We have been warned not to get under one another’s skin, to keep our distance. But Jordan Peele’s horror-fantasy—in which we are inside one another’s skin and intimately involved in one another’s suffering—is neither a horror nor a fantasy. It is a fact of our experience. The real fantasy is that we can get out of one another’s way, make a clean cut between black and white, a final cathartic separation between us and them. For the many of us in loving, mixed families, this is the true impossibility. There are people online who seem astounded that Get Out was written and directed by a man with a white wife and a white mother, a man who may soon have—depending on how the unpredictable phenotype lottery goes—a white-appearing child.
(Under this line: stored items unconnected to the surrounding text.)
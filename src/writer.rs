//! Debounced persistence writer.
//!
//! Snapshots sent to the writer wait for a quiet period; each new one
//! restarts the timer and replaces the previous. When the timer fires the
//! snapshot goes to the gateway. At most one write runs at a time; a
//! snapshot that becomes due during a write waits in a single slot, and
//! only the newest one is kept there.

use std::sync::Arc;
use std::time::Duration;

use tokio::sync::{mpsc, oneshot};
use tokio::task::JoinHandle;
use tokio::time::Instant;
use tracing::{debug, error};

use crate::error::Result;
use crate::model::Project;
use crate::storage::{Gateway, Source};

/// In-flight flag plus a last-writer-wins slot.
#[derive(Debug)]
pub struct SaveQueue<T> {
    in_flight: bool,
    queued: Option<T>,
}

impl<T> Default for SaveQueue<T> {
    fn default() -> Self {
        Self {
            in_flight: false,
            queued: None,
        }
    }
}

impl<T> SaveQueue<T> {
    /// Returns the snapshot back when it should be written now. Otherwise
    /// it replaces whatever was queued.
    pub fn request(&mut self, snapshot: T) -> Option<T> {
        if self.in_flight {
            self.queued = Some(snapshot);
            None
        } else {
            self.in_flight = true;
            Some(snapshot)
        }
    }

    /// Mark the running write finished. Returns the queued snapshot, which
    /// the caller must start writing immediately.
    pub fn complete(&mut self) -> Option<T> {
        match self.queued.take() {
            Some(next) => Some(next),
            None => {
                self.in_flight = false;
                None
            }
        }
    }

    pub fn is_idle(&self) -> bool {
        !self.in_flight
    }
}

#[derive(Debug, Clone, Default, PartialEq, Eq)]
pub struct WriterStats {
    pub writes: usize,
    pub failures: usize,
    pub last_source: Option<Source>,
}

enum Command {
    Save(Vec<Project>),
    Flush(oneshot::Sender<()>),
}

/// Handle to a running writer task.
pub struct Writer {
    tx: mpsc::UnboundedSender<Command>,
    task: JoinHandle<WriterStats>,
}

impl Writer {
    /// Spawn the writer on the current tokio runtime.
    pub fn spawn(gateway: Arc<Gateway>, debounce: Duration) -> Self {
        let (tx, rx) = mpsc::unbounded_channel();
        let task = tokio::spawn(run(gateway, debounce, rx));
        Self { tx, task }
    }

    /// Schedule a snapshot. Never blocks.
    pub fn save(&self, snapshot: Vec<Project>) {
        if self.tx.send(Command::Save(snapshot)).is_err() {
            debug!("writer stopped, snapshot discarded");
        }
    }

    /// Write any pending snapshot now and wait until the writer is idle.
    pub async fn flush(&self) {
        let (ack, done) = oneshot::channel();
        if self.tx.send(Command::Flush(ack)).is_ok() {
            let _ = done.await;
        }
    }

    /// Flush, stop the task, and report what it did.
    pub async fn shutdown(self) -> WriterStats {
        drop(self.tx);
        self.task.await.unwrap_or_default()
    }
}

fn spawn_write(
    gateway: &Arc<Gateway>,
    done: &mpsc::UnboundedSender<Result<Source>>,
    snapshot: Vec<Project>,
) {
    let gateway = Arc::clone(gateway);
    let done = done.clone();
    tokio::task::spawn_blocking(move || {
        let _ = done.send(gateway.save(&snapshot));
    });
}

async fn run(
    gateway: Arc<Gateway>,
    debounce: Duration,
    mut rx: mpsc::UnboundedReceiver<Command>,
) -> WriterStats {
    let (done_tx, mut done_rx) = mpsc::unbounded_channel::<Result<Source>>();
    let mut queue: SaveQueue<Vec<Project>> = SaveQueue::default();
    let mut pending: Option<Vec<Project>> = None;
    let mut waiters: Vec<oneshot::Sender<()>> = Vec::new();
    let mut closed = false;
    let mut stats = WriterStats::default();

    let timer = tokio::time::sleep(debounce);
    tokio::pin!(timer);

    loop {
        let idle = pending.is_none() && queue.is_idle();
        if idle {
            for waiter in waiters.drain(..) {
                let _ = waiter.send(());
            }
            if closed {
                break;
            }
        }

        tokio::select! {
            command = rx.recv(), if !closed => match command {
                Some(Command::Save(snapshot)) => {
                    pending = Some(snapshot);
                    timer.as_mut().reset(Instant::now() + debounce);
                }
                Some(Command::Flush(ack)) => {
                    waiters.push(ack);
                    if let Some(snapshot) = pending.take().and_then(|s| queue.request(s)) {
                        spawn_write(&gateway, &done_tx, snapshot);
                    }
                }
                None => {
                    closed = true;
                    if let Some(snapshot) = pending.take().and_then(|s| queue.request(s)) {
                        spawn_write(&gateway, &done_tx, snapshot);
                    }
                }
            },
            () = &mut timer, if pending.is_some() => {
                if let Some(snapshot) = pending.take().and_then(|s| queue.request(s)) {
                    spawn_write(&gateway, &done_tx, snapshot);
                }
            }
            Some(result) = done_rx.recv(), if !queue.is_idle() => {
                match result {
                    Ok(source) => {
                        stats.writes += 1;
                        stats.last_source = Some(source);
                    }
                    // Retried naturally by the next snapshot.
                    Err(err) => {
                        stats.failures += 1;
                        error!(error = %err, "save failed");
                    }
                }
                if let Some(next) = queue.complete() {
                    spawn_write(&gateway, &done_tx, next);
                }
            }
        }
    }

    stats
}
But this is the history of race in America. Families can become black, then white, then black again within a few generations. And even when Americans are not genetically mixed, they live in a mixed society at the national level if no other. There is no getting out of our intertwined history.
But in this moment of resurgent black consciousness, God knows it feels good—therapeutic!—to mark a clear separation from white America, the better to speak in a collective voice. We will not be moved. We can’t breathe. We will not be executed for traffic violations or for the wearing of hoodies. We will no longer tolerate substandard schools, housing, health care. Get Out—as evidenced by its huge box office—is the right movie for this moment. It is the opposite of post-black or postracial. It reveals race as the fundamental American lens through which everything is seen. That part, to my mind, is right on the money. But the “us” and “them”? That’s a cheaper gag. Whether they like it or not, Americans are one people. (And the binary of black and white is only one part of this nation’s infinitely variegated racial composition.) Lobotomies are the cleanest cut; real life is messier. I can’t wait for Peele—with his abundant gifts, black-nerd smarts, comprehensive cinematic fandom, and complex personal experience—to go deeper in, and out the other side.